- **Stored items**
-- Opening Marker --

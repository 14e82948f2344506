//! End-to-end tests of the case executor and suite runner against a fake toolchain.

#![cfg(unix)]

mod common;

use std::path::PathBuf;
use std::sync::Mutex;

use asmdiff::{
    CaseExecutor, Error, FailureLedger, Stage, StageOutcome, SuiteRunner, TargetArch, TestCase,
    TestKind, Toolchain, discover,
};
use common::{Fixture, serial_guard};

fn execute(fixture: &Fixture, case: &TestCase, arch: TargetArch) -> StageOutcome {
    let config = fixture.config();
    let toolchain = Toolchain::new(config.tools.clone());
    let executor = CaseExecutor::new(&config, &toolchain).unwrap();
    executor.execute(case, arch).unwrap()
}

// ============================================================================
// Single cases
// ============================================================================

#[test]
fn test_missing_source_invokes_no_tool() {
    let _guard = serial_guard();
    let fixture = Fixture::new();
    let case = TestCase::from_path(fixture.root().join("real_tests/C/ghost.c"), TestKind::C);

    let outcome = execute(&fixture, &case, TargetArch::Riscv64);

    assert!(matches!(outcome, StageOutcome::SourceNotFound { .. }), "{outcome:?}");
    assert_eq!(outcome.status_label(), "FAIL (not found)");
    assert!(fixture.calls().is_empty());
    assert!(fixture.leftovers().is_empty());
}

#[test]
fn test_compiler_error_stops_before_linking() {
    let _guard = serial_guard();
    let fixture = Fixture::new();
    let case = fixture.c_case("typo", "#compile-error\necho 1\n");

    let outcome = execute(&fixture, &case, TargetArch::Riscv64);

    match &outcome {
        StageOutcome::FailedAtCompilation { detail } => {
            assert_eq!(detail, "type error on line 4");
        }
        other => panic!("expected compilation failure, got {other:?}"),
    }
    assert_eq!(fixture.calls(), ["compile"]);
    assert!(fixture.leftovers().is_empty());
}

#[test]
fn test_identical_behavior_passes_on_both_arches() {
    let _guard = serial_guard();
    let fixture = Fixture::new();
    let case = fixture.c_case("answer", "echo 42\n");

    assert_eq!(execute(&fixture, &case, TargetArch::Riscv64), StageOutcome::Passed);
    assert_eq!(fixture.calls(), ["compile", "link", "reference", "simulate"]);
    assert!(fixture.leftovers().is_empty());

    fixture.clear_calls();
    assert_eq!(execute(&fixture, &case, TargetArch::Aarch64), StageOutcome::Passed);
    assert_eq!(fixture.calls(), ["compile", "link", "reference"]);
    assert!(fixture.leftovers().is_empty());
}

#[test]
fn test_stdout_mismatch_reports_both_values() {
    let _guard = serial_guard();
    let fixture = Fixture::new();
    let case = fixture.c_case("off_by_one", "#moon echo 41\n#moon exit 0\necho 42\n");

    let outcome = execute(&fixture, &case, TargetArch::Riscv64);

    let StageOutcome::FailedOnMismatch(detail) = &outcome else {
        panic!("expected mismatch, got {outcome:?}");
    };
    assert_eq!(detail.diverged(), ["stdout"]);
    let stdout = detail.stdout.as_ref().unwrap();
    assert_eq!(stdout.actual, b"41\n");
    assert_eq!(stdout.expected, b"42\n");
    let rendered = outcome.detail();
    assert!(rendered.contains(r#""41\n""#) && rendered.contains(r#""42\n""#), "{rendered}");
    assert!(fixture.leftovers().is_empty());
}

#[test]
fn test_exit_code_and_stderr_divergence() {
    let _guard = serial_guard();
    let fixture = Fixture::new();

    let case = fixture.c_case("exit_code", "#moon exit 3\nexit 0\n");
    let outcome = execute(&fixture, &case, TargetArch::Aarch64);
    let StageOutcome::FailedOnMismatch(detail) = &outcome else {
        panic!("expected mismatch, got {outcome:?}");
    };
    assert_eq!(detail.exit_code, Some((3, 0)));
    assert_eq!(detail.diverged(), ["exit code"]);

    let case = fixture.c_case("noisy", "#moon echo oops >&2\necho ok\n");
    let outcome = execute(&fixture, &case, TargetArch::Aarch64);
    let StageOutcome::FailedOnMismatch(detail) = &outcome else {
        panic!("expected mismatch, got {outcome:?}");
    };
    assert_eq!(detail.diverged(), ["stderr"]);

    // Trailing whitespace is significant.
    let case = fixture.c_case("newline", "#moon printf 42\n#moon exit 0\necho 42\n");
    assert!(matches!(
        execute(&fixture, &case, TargetArch::Aarch64),
        StageOutcome::FailedOnMismatch(_)
    ));
    assert!(fixture.leftovers().is_empty());
}

#[test]
fn test_link_and_reference_failures() {
    let _guard = serial_guard();
    let fixture = Fixture::new();

    let case = fixture.c_case("unlinked", "#link-error\necho 1\n");
    let outcome = execute(&fixture, &case, TargetArch::Riscv64);
    assert_eq!(outcome.stage(), Some(Stage::Assembly));
    assert!(outcome.detail().contains("undefined reference"));
    assert_eq!(fixture.calls(), ["compile", "link"]);

    fixture.clear_calls();
    let case = fixture.c_case("bad_ref", "#ref-error\necho 1\n");
    let outcome = execute(&fixture, &case, TargetArch::Riscv64);
    assert!(
        matches!(&outcome, StageOutcome::FailedAtReferenceCompilation { detail } if detail.contains("clang: error")),
        "{outcome:?}"
    );
    assert_eq!(fixture.calls(), ["compile", "link", "reference"]);
    assert!(fixture.leftovers().is_empty());
}

#[test]
fn test_unlaunchable_native_binary_is_an_execution_failure() {
    let _guard = serial_guard();
    let fixture = Fixture::new();
    let case = fixture.c_case("noexec", "#link-noexec\necho 1\n");

    let outcome = execute(&fixture, &case, TargetArch::Aarch64);

    assert_eq!(outcome.stage(), Some(Stage::Execution), "{outcome:?}");
    assert!(fixture.leftovers().is_empty());
}

#[test]
fn test_missing_simulator_is_fatal() {
    let _guard = serial_guard();
    let mut fixture = Fixture::new();
    fixture.tools.simulator = fixture.root().join("bin/no-such-spike");
    let config = fixture.config();
    let toolchain = Toolchain::new(config.tools.clone());

    let err = toolchain
        .verify(&config, &[TargetArch::Riscv64], &[TestKind::C])
        .unwrap_err();
    assert!(matches!(err, Error::ToolingUnavailable { .. }), "{err}");
    assert!(err.to_string().contains("no-such-spike"));
    toolchain
        .verify(&config, &[TargetArch::Aarch64], &[TestKind::C])
        .unwrap();

    // Reaching execution anyway still aborts, and still cleans up.
    let case = fixture.c_case("answer", "echo 42\n");
    let executor = CaseExecutor::new(&config, &toolchain).unwrap();
    let err = executor.execute(&case, TargetArch::Riscv64).unwrap_err();
    assert!(matches!(err, Error::ToolingUnavailable { .. }), "{err}");
    assert!(fixture.leftovers().is_empty());
}

#[test]
fn test_strict_diagnostics() {
    let _guard = serial_guard();
    let fixture = Fixture::new();
    let case = fixture.c_case("warns", "#compile-warn\necho 1\n");

    assert_eq!(execute(&fixture, &case, TargetArch::Aarch64), StageOutcome::Passed);

    let config = fixture.config().with_strict_diagnostics(true);
    let toolchain = Toolchain::new(config.tools.clone());
    let executor = CaseExecutor::new(&config, &toolchain).unwrap();
    let outcome = executor.execute(&case, TargetArch::Aarch64).unwrap();
    assert!(
        matches!(&outcome, StageOutcome::FailedAtCompilation { detail } if detail.contains("warning: unused variable x")),
        "{outcome:?}"
    );
    assert!(fixture.leftovers().is_empty());
}

#[test]
fn test_hung_binary_times_out() {
    let _guard = serial_guard();
    let fixture = Fixture::new();
    let case = fixture.c_case("hang", "#moon exec sleep 30\necho 1\n");
    let config = fixture.config().with_timeout(1);
    let toolchain = Toolchain::new(config.tools.clone());
    let executor = CaseExecutor::new(&config, &toolchain).unwrap();

    let outcome = executor.execute(&case, TargetArch::Aarch64).unwrap();

    assert!(
        matches!(&outcome, StageOutcome::FailedAtExecution { detail } if detail.contains("timed out")),
        "{outcome:?}"
    );
    assert!(fixture.leftovers().is_empty());
}

#[test]
fn test_repeated_runs_agree() {
    let _guard = serial_guard();
    let fixture = Fixture::new();
    let passing = fixture.c_case("stable", "echo 42\n");
    let failing = fixture.c_case("stable_bug", "#moon echo 41\n#moon exit 0\necho 42\n");

    for case in [&passing, &failing] {
        let first = execute(&fixture, case, TargetArch::Riscv64);
        let second = execute(&fixture, case, TargetArch::Riscv64);
        assert_eq!(first, second);
    }
    assert!(fixture.leftovers().is_empty());
}

// ============================================================================
// Oracle mode
// ============================================================================

#[test]
fn test_oracle_mode() {
    let _guard = serial_guard();
    let fixture = Fixture::new();

    // Only stdout is compared against the answer file.
    let case = fixture.mbt_case("seven", "echo 7\necho note >&2\nexit 4\n", Some("7\n"));
    assert_eq!(execute(&fixture, &case, TargetArch::Riscv64), StageOutcome::Passed);
    assert_eq!(fixture.calls(), ["compile", "link", "simulate"]);

    let case = fixture.mbt_case("eight", "echo 7\n", Some("8\n"));
    let outcome = execute(&fixture, &case, TargetArch::Aarch64);
    assert_eq!(outcome.stage(), Some(Stage::OutputMismatch));

    fixture.clear_calls();
    let case = fixture.mbt_case("unanswered", "echo 7\n", None);
    let outcome = execute(&fixture, &case, TargetArch::Riscv64);
    assert!(outcome.is_skip());
    assert_eq!(outcome.status_label(), "SKIP (no answer file)");
    assert!(fixture.calls().is_empty());
    assert!(fixture.leftovers().is_empty());
}

// ============================================================================
// Suites
// ============================================================================

#[test]
fn test_suite_keeps_input_order_in_parallel() {
    let _guard = serial_guard();
    let fixture = Fixture::new();
    // Earlier cases sleep longer so workers finish out of order.
    let names = ["a0", "a1", "a2", "a3", "a4", "a5", "a6", "a7"];
    for (i, name) in names.iter().enumerate() {
        let delay = format!("sleep 0.{}\n", names.len() - i);
        let body = if i % 3 == 1 {
            format!("{delay}#moon echo wrong\n#moon exit 0\necho {i}\n")
        } else {
            format!("{delay}echo {i}\n")
        };
        fixture.c_case(name, &body);
    }
    let config = fixture.config().with_jobs(4);
    let toolchain = Toolchain::new(config.tools.clone());
    let ledger = FailureLedger::new();
    let seen = Mutex::new(Vec::new());
    let runner = SuiteRunner::new(&config, &toolchain, &ledger)
        .unwrap()
        .with_progress(|case, _, _| seen.lock().unwrap().push(case.name.clone()));

    let cases = discover(&fixture.root().join("real_tests/C"), TestKind::C).unwrap();
    let result = runner.run(TestKind::C, TargetArch::Aarch64, &cases).unwrap();

    assert_eq!(result.passed, 5);
    assert_eq!(result.failed, ["a1", "a4", "a7"]);
    let recorded: Vec<String> = ledger.records().into_iter().map(|r| r.test).collect();
    assert_eq!(recorded, ["a1", "a4", "a7"]);
    assert_eq!(seen.lock().unwrap().len(), names.len());
    assert!(fixture.leftovers().is_empty());
}

#[test]
fn test_suite_continues_past_failures_and_reports() {
    let _guard = serial_guard();
    let fixture = Fixture::new();
    fixture.c_case("fib", "echo 55\n");
    fixture.c_case("heap", "#compile-error\n");
    fixture.c_case("queue", "#moon echo 41\n#moon exit 0\necho 42\n");
    fixture.mbt_case("arr", "echo 3\n", Some("3\n"));
    fixture.mbt_case("no_ans", "echo 3\n", None);

    let config = fixture.config();
    let toolchain = Toolchain::new(config.tools.clone());
    let ledger = FailureLedger::new();
    let runner = SuiteRunner::new(&config, &toolchain, &ledger).unwrap();

    let c_cases = discover(&fixture.root().join("real_tests/C"), TestKind::C).unwrap();
    let c = runner.run(TestKind::C, TargetArch::Riscv64, &c_cases).unwrap();
    assert_eq!((c.passed, c.skipped), (1, 0));
    assert_eq!(c.failed, ["heap", "queue"]);

    let mbt_cases = discover(&fixture.root().join("real_tests/MiniMoonBit"), TestKind::MiniMoonBit).unwrap();
    let mbt = runner.run(TestKind::MiniMoonBit, TargetArch::Riscv64, &mbt_cases).unwrap();
    assert_eq!((mbt.passed, mbt.skipped), (1, 1));
    assert!(mbt.success());

    let report = ledger.report();
    assert!(report.contains("FAILURE REPORT"));
    assert!(report.contains("C / riscv64 (2 failures):"));
    assert!(report.contains("  COMPILATION (1 tests):\n    • heap\n      type error on line 4\n"));
    assert!(report.contains("  OUTPUT_MISMATCH (1 tests):\n    • queue\n"));
    assert!(report.contains("Total failures: 2"));
    assert!(fixture.leftovers().is_empty());
}

#[test]
fn test_fatal_error_aborts_suite() {
    let _guard = serial_guard();
    let mut fixture = Fixture::new();
    fixture.tools.riscv_cc = PathBuf::from("/nonexistent/riscv64-unknown-elf-gcc");
    fixture.c_case("a", "echo 1\n");
    fixture.c_case("b", "echo 2\n");

    let config = fixture.config();
    let toolchain = Toolchain::new(config.tools.clone());
    let ledger = FailureLedger::new();
    let runner = SuiteRunner::new(&config, &toolchain, &ledger).unwrap();
    let cases = discover(&fixture.root().join("real_tests/C"), TestKind::C).unwrap();

    let err = runner.run(TestKind::C, TargetArch::Riscv64, &cases).unwrap_err();
    assert!(err.is_precondition(), "{err}");
    assert!(ledger.is_empty());
    assert_eq!(fixture.calls(), ["compile"]);
    assert!(fixture.leftovers().is_empty());
}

-- Closing Marker --

- **PROBLEM TO SOLVE**
Whenever the string "FailedAtCompilation" shows up in a line above, copy that line.

- **TASK OUTPUT**
        StageOutcome::FailedAtCompilation { detail } => {
        matches!(&outcome, StageOutcome::FailedAtCompilation { detail } if detail.contains("warning: unused variable x")),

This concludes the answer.